“On the Ideal Orator” by Cicero

On the Ideal Orator

[Original Latin Title: De Oratore]

Eloquence Forms a Unity

For since all discourse is made up of content and words, the words cannot have any basis if you withdraw the content, and the content will remain in the dark if you remove the words.

All the universe above and below us is a unity and is bound together by a single, natural force and harmony. For there is nothing in the world, of whatever sort, that can either exist on its own if it is severed from all other things, or that can be dispensed with by the other things if they are to preserve their own force and eternal existence.

There is also this true saying of Plato’s [in Epinomis], that all the teachings of our noble and humane arts are held together by one common bond.

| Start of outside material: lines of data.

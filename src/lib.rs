//! storyreel turns an ordered set of still images and short pre-rendered clips plus one narration
//! track into a single video whose length matches the narration.
//!
//! # Pipeline overview
//!
//! 1. **Scan/probe**: `images/` -> typed [`Asset`]s, narration -> [`AudioTrack`]
//! 2. **Schedule**: [`resolve_canvas`] picks one canvas; [`Timeline::build`] allocates one exact
//!    duration per slot and checks that they sum to the audio length
//! 3. **Render**: every [`Slot`] becomes one normalized clip ([`render_slot`]), in parallel
//! 4. **Assemble**: clips are concatenated without re-encoding and muxed with the narration
//!    ([`assemble`]), then the final duration is reconciled against the audio
//!
//! All raster and audio work is delegated to `ffmpeg`/`ffprobe`; this crate owns allocation,
//! sequencing, normalization and verification around them.
#![forbid(unsafe_code)]
#![deny(missing_docs)]

mod assemble;
mod assets;
mod config;
mod encode;
mod foundation;
mod motion;
mod pipeline;
mod render;
mod timeline;

#[cfg(test)]
#[path = "../tests/unit/support.rs"]
mod test_support;

pub use assemble::concat::{
    AssembledVideo, DurationMismatch, assemble, assemble_command, escape_concat_path,
    reconcile_rendered, write_concat_manifest,
};
pub use assets::manifest::{IllustrationManifest, MANIFEST_FILE, ManifestEntry};
pub use assets::media::{CachedProber, FfprobeProber, MediaInfo, MediaProber, parse_probe_json};
pub use assets::scan::{
    Asset, AssetKind, CLIP_PREFIX, IMAGE_PREFIX, parse_asset_name, probe_assets, scan_assets,
};
pub use config::{AUDIO_FILE, DEFAULT_OUTPUT_FILE, EncodeSettings, IMAGES_DIR, Quality, RunConfig};
pub use encode::command::{AudioCodec, FfmpegCommand, Input, StreamMap, VideoCodec, VideoFilter};
pub use encode::runner::{
    EncoderBackend, FfmpegBackend, ToolFailure, ToolOutput, is_tool_available, run_tool,
};
pub use foundation::core::{AudioTrack, CANVAS_FPS, Canvas, FALLBACK_CANVAS, fmt_secs};
pub use foundation::error::{EncodeStage, StoryreelError, StoryreelResult};
pub use motion::zoom::{DEFAULT_MAX_ZOOM, ZoomDirection, ZoomTrajectory};
pub use pipeline::{RunContext, RunReport, SlotReport, run, run_with};
pub use render::pool::{build_thread_pool, render_all};
pub use render::slide::{
    ClipStrategy, RenderedClip, clip_command, fit_within, motion_for, render_slot,
    repeat_command, select_clip_strategy, still_command,
};
pub use timeline::alloc::{MAX_FADE_FRACTION, allocate, clamp_fade};
pub use timeline::canvas::{CanvasSource, ResolvedCanvas, resolve_canvas};
pub use timeline::plan::{PlanOptions, SUM_EPSILON_SEC, Slot, Timeline};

Since, once it is perceived how forceful the method is on which the knowledge of causes and outcomes is based, their emerges, so to speak, an agreement and harmony between all disciplines that is quite extraordinary.

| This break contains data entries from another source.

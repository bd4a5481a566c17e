//! Cheat detection over the match event stream.
//!
//! The engine consumes `agent_action` events one at a time. For each event it
//! updates the acting agent's rolling statistics, runs the signature rules
//! (first hit wins) and, once enough observations exist, asks the anomaly
//! model for an opinion on the agent's feature vector.
//!
//! Model failures never stop analysis: the engine falls back to rules only
//! until the model recovers.

pub mod anomaly;
pub mod rules;
pub mod stats;

pub use anomaly::{
    AnomalyDetector, AnomalyVerdict, DetectorError, FeatureVector, IsolationForest,
    IsolationForestConfig,
};
pub use rules::{RuleVerdict, AIMBOT_ACCURACY_THRESHOLD, RULE_PIPELINE, SPEEDHACK_THRESHOLD};
pub use stats::{AgentStats, HISTORY_WINDOW};

use crate::action::CheatKind;
use crate::event::Event;
use ghostlan_env::AgentId;
use serde::{Deserialize, Serialize};
use std::collections::{BTreeMap, BTreeSet, VecDeque};
use tracing::{debug, info, warn};

/// What tripped a detection.
#[derive(Debug, Clone, Copy, PartialEq, Eq, Hash, PartialOrd, Ord, Serialize, Deserialize)]
#[serde(rename_all = "snake_case")]
pub enum DetectionRule {
    Aimbot,
    Wallhack,
    Speedhack,
    Triggerbot,
    Esp,
    #[serde(rename = "bhop")]
    BunnyHop,
    Anomaly,
}

impl DetectionRule {
    pub fn name(&self) -> &'static str {
        match self {
            DetectionRule::Aimbot => "aimbot",
            DetectionRule::Wallhack => "wallhack",
            DetectionRule::Speedhack => "speedhack",
            DetectionRule::Triggerbot => "triggerbot",
            DetectionRule::Esp => "esp",
            DetectionRule::BunnyHop => "bhop",
            DetectionRule::Anomaly => "anomaly",
        }
    }

    /// The cheat a signature rule looks for. `None` for the anomaly model.
    pub fn cheat(&self) -> Option<CheatKind> {
        match self {
            DetectionRule::Aimbot => Some(CheatKind::Aimbot),
            DetectionRule::Wallhack => Some(CheatKind::Wallhack),
            DetectionRule::Speedhack => Some(CheatKind::Speedhack),
            DetectionRule::Triggerbot => Some(CheatKind::Triggerbot),
            DetectionRule::Esp => Some(CheatKind::Esp),
            DetectionRule::BunnyHop => Some(CheatKind::BunnyHop),
            DetectionRule::Anomaly => None,
        }
    }
}

impl std::fmt::Display for DetectionRule {
    fn fmt(&self, f: &mut std::fmt::Formatter<'_>) -> std::fmt::Result {
        f.write_str(self.name())
    }
}

/// Supporting details of a detection.
#[derive(Debug, Clone, PartialEq, Serialize, Deserialize)]
#[serde(tag = "kind", rename_all = "snake_case")]
pub enum Evidence {
    Accuracy { accuracy: f64 },
    Speed { speed: f64 },
    CheatFlag { cheat: CheatKind },
    Anomaly { model: String, score: f64, features: [f64; 6] },
}

/// One entry of the detection log.
#[derive(Debug, Clone, PartialEq, Serialize, Deserialize)]
pub struct Detection {
    pub rule: DetectionRule,
    pub confidence: f64,
    pub agent_id: AgentId,

    /// Tick of the analyzed event
    pub tick: u64,

    pub details: Evidence,
}

#[derive(Debug, Clone)]
pub struct AntiCheatConfig {
    /// Observations required before the model is consulted (strictly more than this)
    pub min_observations: usize,

    /// Training buffer cap; oldest observations are evicted first
    pub max_observations: usize,

    /// Observations between model refits
    pub refit_interval: usize,

    /// Confidence attached to anomaly detections
    pub anomaly_confidence: f64,
}

impl Default for AntiCheatConfig {
    fn default() -> Self {
        Self {
            min_observations: 10,
            max_observations: 512,
            refit_interval: 25,
            anomaly_confidence: 0.8,
        }
    }
}

/// Rule + anomaly detection over `agent_action` events.
pub struct AntiCheatEngine {
    config: AntiCheatConfig,
    detector: Box<dyn AnomalyDetector>,

    stats: BTreeMap<AgentId, AgentStats>,
    observations: VecDeque<FeatureVector>,
    since_fit: usize,
    fitted: bool,
    degraded: bool,

    detections: Vec<Detection>,
    events_analyzed: u64,
}

impl AntiCheatEngine {
    /// Engine with the default isolation forest.
    pub fn new(config: AntiCheatConfig) -> Self {
        Self::with_detector(config, Box::new(IsolationForest::default()))
    }

    pub fn with_detector(config: AntiCheatConfig, detector: Box<dyn AnomalyDetector>) -> Self {
        Self {
            config,
            detector,
            stats: BTreeMap::new(),
            observations: VecDeque::new(),
            since_fit: 0,
            fitted: false,
            degraded: false,
            detections: Vec::new(),
            events_analyzed: 0,
        }
    }

    /// Analyzes one event and returns the authoritative detection, if any.
    ///
    /// At most one rule detection is recorded per event. Whenever the anomaly
    /// model flags the event it records a second one, which is returned
    /// instead of the rule hit only when its confidence beats the rule's.
    pub fn analyze(&mut self, event: &Event) -> Option<Detection> {
        let (agent_id, action, result) = event.agent_action()?;
        self.events_analyzed += 1;

        let stats = self.stats.entry(agent_id).or_default();
        stats.record(action, result);
        let features = stats.features();

        let rule_hit = rules::evaluate(action, result).map(|verdict| Detection {
            rule: verdict.rule,
            confidence: verdict.confidence,
            agent_id,
            tick: event.tick,
            details: verdict.evidence,
        });
        if let Some(detection) = &rule_hit {
            debug!(
                "{} flagged by {} (confidence {:.2}) at tick {}",
                agent_id, detection.rule, detection.confidence, event.tick
            );
            self.detections.push(detection.clone());
        }
        let rule_confidence = rule_hit.as_ref().map_or(0.0, |d| d.confidence);

        self.observe(features);

        match self.check_anomaly(&features) {
            Ok(Some(verdict)) if verdict.is_anomaly => {
                let detection = Detection {
                    rule: DetectionRule::Anomaly,
                    confidence: self.config.anomaly_confidence,
                    agent_id,
                    tick: event.tick,
                    details: Evidence::Anomaly {
                        model: self.detector.name().to_string(),
                        score: verdict.score,
                        features: std::array::from_fn(|i| features[i]),
                    },
                };
                debug!(
                    "{} flagged as anomalous (score {:.3}) at tick {}",
                    agent_id, verdict.score, event.tick
                );
                self.detections.push(detection.clone());
                if self.config.anomaly_confidence > rule_confidence {
                    return Some(detection);
                }
            }
            Ok(_) => {}
            Err(e) => self.degrade(e),
        }

        rule_hit
    }

    fn observe(&mut self, features: FeatureVector) {
        if self.observations.len() == self.config.max_observations {
            self.observations.pop_front();
        }
        self.observations.push_back(features);
        self.since_fit += 1;
    }

    fn check_anomaly(
        &mut self,
        features: &FeatureVector,
    ) -> Result<Option<AnomalyVerdict>, DetectorError> {
        if self.observations.len() <= self.config.min_observations {
            return Ok(None);
        }

        if !self.fitted || self.since_fit >= self.config.refit_interval {
            self.fitted = false;
            self.detector.fit(self.observations.make_contiguous())?;
            self.fitted = true;
            self.since_fit = 0;
            debug!(
                "{} refit on {} observations",
                self.detector.name(),
                self.observations.len()
            );
        }

        let verdict = self.detector.score(features)?;
        if self.degraded {
            info!("{} recovered, anomaly detection re-enabled", self.detector.name());
            self.degraded = false;
        }
        Ok(Some(verdict))
    }

    fn degrade(&mut self, error: DetectorError) {
        if self.degraded {
            debug!("{} still unavailable: {}", self.detector.name(), error);
        } else {
            warn!(
                "{} failed, continuing with rules only: {}",
                self.detector.name(),
                error
            );
            self.degraded = true;
        }
    }

    /// The full detection log, in order.
    pub fn detections(&self) -> &[Detection] {
        &self.detections
    }

    pub fn detections_for(&self, agent_id: AgentId) -> Vec<&Detection> {
        self.detections
            .iter()
            .filter(|d| d.agent_id == agent_id)
            .collect()
    }

    /// Agents with at least one detection.
    pub fn flagged_agents(&self) -> BTreeSet<AgentId> {
        self.detections.iter().map(|d| d.agent_id).collect()
    }

    pub fn agent_stats(&self, agent_id: AgentId) -> Option<&AgentStats> {
        self.stats.get(&agent_id)
    }

    /// True while the anomaly model is unavailable.
    pub fn is_degraded(&self) -> bool {
        self.degraded
    }

    pub fn events_analyzed(&self) -> u64 {
        self.events_analyzed
    }
}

Eloquence forms a unity, into whatever realms or areas of discourse it travels: whether it is speaking about the nature of the heavens or of the earth, or about divine or human nature, whether from a lower, equal or higher place [whether in trials, in the Senate, or from the rostra], whether its purpose is to urge people on or to teach them or to deter them, or to stir them or to curb them, or to kindle their emotions or to calm them, whether its audience be few or many, or strangers or one’s friends or oneself: speech is like a river, branching out into little streams, yet issuing from the same source; and in whatever direction it goes, it is attended by the same equipment and adornment.